“Estate, sole, mare…’spiaggia’ risponderete di certo voi! E allora in questo weekend di giugno ci sta tutta: scelgo la compagnia giusta, prendo le mie cose, metto in moto e parto alla conquista del litorale salernitano. Abito qui da sempre e conosco quali sono i lidi accessibili e quali no. Oggi però ho voglia di fare uno strappo alla regola e preferisco affrontare questo inizio estate con un atteggiamento più avventuriero: forse in vista della nuova estate molti lidi avranno acquistato nuove attrezzature e incrementato i loro servizi. Forse quest’anno potrò veramente dire che le cose stanno cambiando. Forse.”

Gianluca Memoli vive a Salerno e ama il mare, volano di sviluppo dell’economia locale. Entra a far parte del team Tripmetoo per promuovere il turismo accessibile facendone quasi un credo. Ieri, dopo una mattinata passata alla ricerca di uno stabilimento balneare che fosse fruibile a chi come lui ha una disabilità motoria, di certo le sue motivazioni crescono.
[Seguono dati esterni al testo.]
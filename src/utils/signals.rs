//! Signal handling for graceful shutdown

use signal_hook_tokio::Signals;
use futures::stream::StreamExt;
use tracing::{error, info};

/// Wait for shutdown signals (SIGTERM, SIGINT).
///
/// If the handler cannot be installed this never resolves and the process is
/// left to the default signal disposition.
pub async fn shutdown_signal() {
    let mut signals = match Signals::new([
        signal_hook::consts::SIGTERM,
        signal_hook::consts::SIGINT,
    ]) {
        Ok(signals) => signals,
        Err(e) => {
            error!("Failed to install signal handler: {}", e);
            return std::future::pending().await;
        }
    };

    if let Some(signal) = signals.next().await {
        info!("Received signal: {}", signal);
    }
}
//! Threshold flash sequences
//!
//! When a timer first drops to or below a threshold, its display flashes a
//! fixed number of times and then stays in an alert state. Each threshold has
//! its own latch so a sequence runs at most once per countdown pass.

use std::time::Duration;
use tokio::time::Instant;

/// Remaining-time thresholds that trigger a flash sequence, in seconds
pub const DEFAULT_THRESHOLDS: [u64; 2] = [300, 240];

/// Number of flag toggles in one sequence (five on/off cycles)
pub const FLASH_TOGGLES: u8 = 10;

/// Time between two toggles
pub const FLASH_INTERVAL: Duration = Duration::from_millis(500);

/// Progress of one flash sequence
#[derive(Debug, Clone, Copy, PartialEq, Eq, Default)]
pub enum FlashSequence {
    /// Not triggered during this countdown pass
    #[default]
    Inactive,
    /// Toggling; `toggles` counts the toggles performed so far
    Flashing { toggles: u8, lit: bool },
    /// Finished flashing, showing the persistent alert
    Settled,
}

impl FlashSequence {
    /// Start the sequence with its first toggle. Returns false if it already ran.
    pub fn trigger(&mut self) -> bool {
        if *self != Self::Inactive {
            return false;
        }
        *self = Self::Flashing { toggles: 1, lit: true };
        true
    }

    /// Advance one interval. Returns true if the sequence changed.
    pub fn step(&mut self) -> bool {
        match *self {
            Self::Flashing { toggles, lit } if toggles < FLASH_TOGGLES => {
                *self = Self::Flashing {
                    toggles: toggles + 1,
                    lit: !lit,
                };
                true
            }
            Self::Flashing { .. } => {
                *self = Self::Settled;
                true
            }
            Self::Inactive | Self::Settled => false,
        }
    }

    pub fn reset(&mut self) {
        *self = Self::Inactive;
    }

    pub fn is_lit(&self) -> bool {
        matches!(self, Self::Flashing { lit: true, .. })
    }

    pub fn is_flashing(&self) -> bool {
        matches!(self, Self::Flashing { .. })
    }

    pub fn is_settled(&self) -> bool {
        *self == Self::Settled
    }
}

/// A threshold with its once-per-pass latch.
///
/// A triggered sequence keeps its own toggle schedule starting at the moment
/// it was triggered, so sequences of different thresholds never share a phase.
#[derive(Debug, Clone, PartialEq, Eq)]
pub struct ThresholdAlert {
    threshold: u64,
    sequence: FlashSequence,
    next_toggle: Option<Instant>,
}

impl ThresholdAlert {
    pub fn new(threshold: u64) -> Self {
        Self {
            threshold,
            sequence: FlashSequence::Inactive,
            next_toggle: None,
        }
    }

    pub fn threshold(&self) -> u64 {
        self.threshold
    }

    pub fn sequence(&self) -> FlashSequence {
        self.sequence
    }

    /// When the running sequence is due for its next toggle
    pub fn next_toggle(&self) -> Option<Instant> {
        self.next_toggle
    }

    /// Look at a new remaining value, triggering the sequence on first crossing
    pub fn observe(&mut self, remaining: u64, now: Instant) -> bool {
        if remaining <= self.threshold && self.sequence.trigger() {
            self.next_toggle = Some(now + FLASH_INTERVAL);
            return true;
        }
        false
    }

    /// Clear the latch if a timer was set to a duration above the threshold
    pub fn rearm(&mut self, total_duration: u64) -> bool {
        if total_duration > self.threshold && self.sequence != FlashSequence::Inactive {
            self.sequence.reset();
            self.next_toggle = None;
            return true;
        }
        false
    }

    /// Perform the next toggle if it is due at `now`
    pub fn step_due(&mut self, now: Instant) -> bool {
        match self.next_toggle {
            Some(due) if due <= now => {
                self.sequence.step();
                self.next_toggle = self
                    .sequence
                    .is_flashing()
                    .then(|| due + FLASH_INTERVAL);
                true
            }
            _ => false,
        }
    }

    /// Whether this alert should color a timer showing `remaining`
    pub fn applies_to(&self, remaining: u64) -> bool {
        remaining <= self.threshold
    }
}
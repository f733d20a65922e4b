//! Error types for the sync engine

use thiserror::Error;

/// Errors raised while handling client traffic. None of them are fatal.
#[derive(Debug, Error)]
pub enum SyncError {
    #[error("unknown timer id: {0}")]
    UnknownTimer(String),

    #[error("malformed client message: {0}")]
    MalformedMessage(#[from] serde_json::Error),
}
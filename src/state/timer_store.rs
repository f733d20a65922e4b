//! Fixed-size, ordered store of timer records

use indexmap::IndexMap;

use super::{TimerPatch, TimerRecord};

/// Number of timers created at startup
pub const DEFAULT_TIMER_COUNT: usize = 8;

/// Full point-in-time copy of every timer, keyed by timer id in display order
pub type Snapshot = IndexMap<String, TimerRecord>;

/// Owns every timer record for the lifetime of the process.
///
/// The set of ids is fixed at construction; updates for ids outside it are
/// refused rather than creating new entries.
#[derive(Debug, Clone)]
pub struct TimerStore {
    timers: Snapshot,
}

impl TimerStore {
    /// Create `count` placeholder timers with ids `timer1..timerN`
    pub fn new(count: usize) -> Self {
        let timers = (0..count)
            .map(|index| (format!("timer{}", index + 1), TimerRecord::placeholder(index)))
            .collect();
        Self { timers }
    }

    /// Create the default set of timers
    pub fn with_defaults() -> Self {
        Self::new(DEFAULT_TIMER_COUNT)
    }

    /// Build a store from explicit records, keeping their order
    pub fn from_records<I, K>(records: I) -> Self
    where
        I: IntoIterator<Item = (K, TimerRecord)>,
        K: Into<String>,
    {
        Self {
            timers: records.into_iter().map(|(id, record)| (id.into(), record)).collect(),
        }
    }

    pub fn get(&self, id: &str) -> Option<&TimerRecord> {
        self.timers.get(id)
    }

    pub fn contains(&self, id: &str) -> bool {
        self.timers.contains_key(id)
    }

    pub fn len(&self) -> usize {
        self.timers.len()
    }

    pub fn is_empty(&self) -> bool {
        self.timers.is_empty()
    }

    pub fn ids(&self) -> impl Iterator<Item = &str> {
        self.timers.keys().map(String::as_str)
    }

    /// Merge `patch` into the record for `id` and return the result.
    ///
    /// Returns `None` without touching anything when `id` is unknown.
    pub fn apply_partial_update(&mut self, id: &str, patch: &TimerPatch) -> Option<TimerRecord> {
        let record = self.timers.get_mut(id)?;
        patch.apply_to(record);
        Some(record.clone())
    }

    /// Stop the timer for `id` if it was left running with nothing remaining
    pub fn settle(&mut self, id: &str) -> bool {
        self.timers.get_mut(id).is_some_and(TimerRecord::settle)
    }

    /// Advance every running timer by one second. Returns true if anything changed.
    pub fn tick(&mut self) -> bool {
        let mut changed = false;
        for record in self.timers.values_mut() {
            changed |= record.advance();
        }
        changed
    }

    pub fn snapshot(&self) -> Snapshot {
        self.timers.clone()
    }
}

impl Default for TimerStore {
    fn default() -> Self {
        Self::with_defaults()
    }
}

#[cfg(test)]
mod tests {
    use super::*;

    fn running(remaining: u64) -> TimerPatch {
        TimerPatch {
            remaining: Some(remaining),
            is_running: Some(true),
            ..TimerPatch::default()
        }
    }

    fn single(total_duration: u64) -> TimerStore {
        TimerStore::from_records([("timer1", TimerRecord::new("Timer 1", "Task A", total_duration))])
    }

    #[test]
    fn default_store_has_eight_ordered_timers() {
        let store = TimerStore::with_defaults();
        let ids: Vec<&str> = store.ids().collect();
        assert_eq!(
            ids,
            ["timer1", "timer2", "timer3", "timer4", "timer5", "timer6", "timer7", "timer8"]
        );
        assert!(store.snapshot().values().all(|t| t.remaining == 600 && !t.is_running));
    }

    #[test]
    fn unknown_id_is_refused() {
        let mut store = TimerStore::with_defaults();
        assert!(store.apply_partial_update("timer99", &TimerPatch::start()).is_none());
        assert_eq!(store.len(), DEFAULT_TIMER_COUNT);
        assert!(!store.contains("timer99"));
    }

    #[test]
    fn partial_update_touches_only_given_fields() {
        let mut store = TimerStore::with_defaults();
        let before = store.get("timer2").cloned().unwrap();
        let patch = TimerPatch {
            task: Some("X".to_string()),
            ..TimerPatch::default()
        };

        let after = store.apply_partial_update("timer2", &patch).unwrap();
        assert_eq!(after.task, "X");
        assert_eq!(after.name, before.name);
        assert_eq!(after.remaining, before.remaining);
        assert_eq!(after.total_duration, before.total_duration);
        assert_eq!(after.is_running, before.is_running);
    }

    #[test]
    fn idle_tick_reports_no_change() {
        let mut store = TimerStore::with_defaults();
        assert!(!store.tick());
    }

    #[test]
    fn running_invariant_holds_after_every_tick() {
        let mut store = TimerStore::with_defaults();
        store.apply_partial_update("timer1", &running(2));
        store.apply_partial_update("timer2", &running(0));
        store.apply_partial_update("timer3", &TimerPatch::start());

        for _ in 0..5 {
            store.tick();
            assert!(store.snapshot().values().all(|t| !t.is_running || t.remaining > 0));
        }
    }

    #[test]
    fn last_second_completes_and_stays_completed() {
        let mut store = single(600);
        store.apply_partial_update("timer1", &running(1));

        assert!(store.tick());
        let timer = store.get("timer1").unwrap();
        assert_eq!((timer.remaining, timer.is_running), (0, false));

        for _ in 0..3 {
            assert!(!store.tick());
        }
        assert_eq!(store.get("timer1").unwrap().remaining, 0);
    }

    #[test]
    fn three_second_timer_runs_out_after_three_ticks() {
        let mut store = single(3);
        store.apply_partial_update("timer1", &TimerPatch::start());

        for _ in 0..3 {
            assert!(store.tick());
        }
        let timer = store.get("timer1").unwrap();
        assert_eq!((timer.remaining, timer.is_running), (0, false));
    }

    #[test]
    fn set_then_start_then_tick() {
        let mut store = TimerStore::with_defaults();
        store.apply_partial_update("timer4", &TimerPatch::set(300));
        store.apply_partial_update("timer4", &TimerPatch::start());
        store.tick();

        let timer = store.get("timer4").unwrap();
        assert_eq!((timer.remaining, timer.is_running), (299, true));
        assert_eq!(timer.total_duration, 300);
    }

    #[test]
    fn settle_stops_depleted_timer() {
        let mut store = single(0);
        store.apply_partial_update("timer1", &TimerPatch::start());
        assert!(store.settle("timer1"));
        assert!(!store.get("timer1").unwrap().is_running);
        assert!(!store.settle("timer1"));
        assert!(!store.settle("missing"));
    }
}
“Oggi mi sento arrabbiato e avvilito perché ho percorso circa 20 km di strada partendo da Vietri Sul Mare, passando per il capoluogo fino ad arrivare a Pontecagnano. Ho contato una cinquantina di stabilimenti balneari e, tra tutti, solo il 10% è accessibile. Fatta eccezione per tre lidi inoltre, nessuna di queste strutture ha in dotazione una JOB, ausilio che permette alle persone diversamente abili di accedere alla spiaggia. E allora mi domando: sarebbe troppo chiedere che lo straordinario diventi ordinario? Che le strutture si adeguino agli standard già presenti in altri paesi diventando promotori di un turismo aperto a tutti dotando gli stabilimenti di JOB e altri ausili utili?”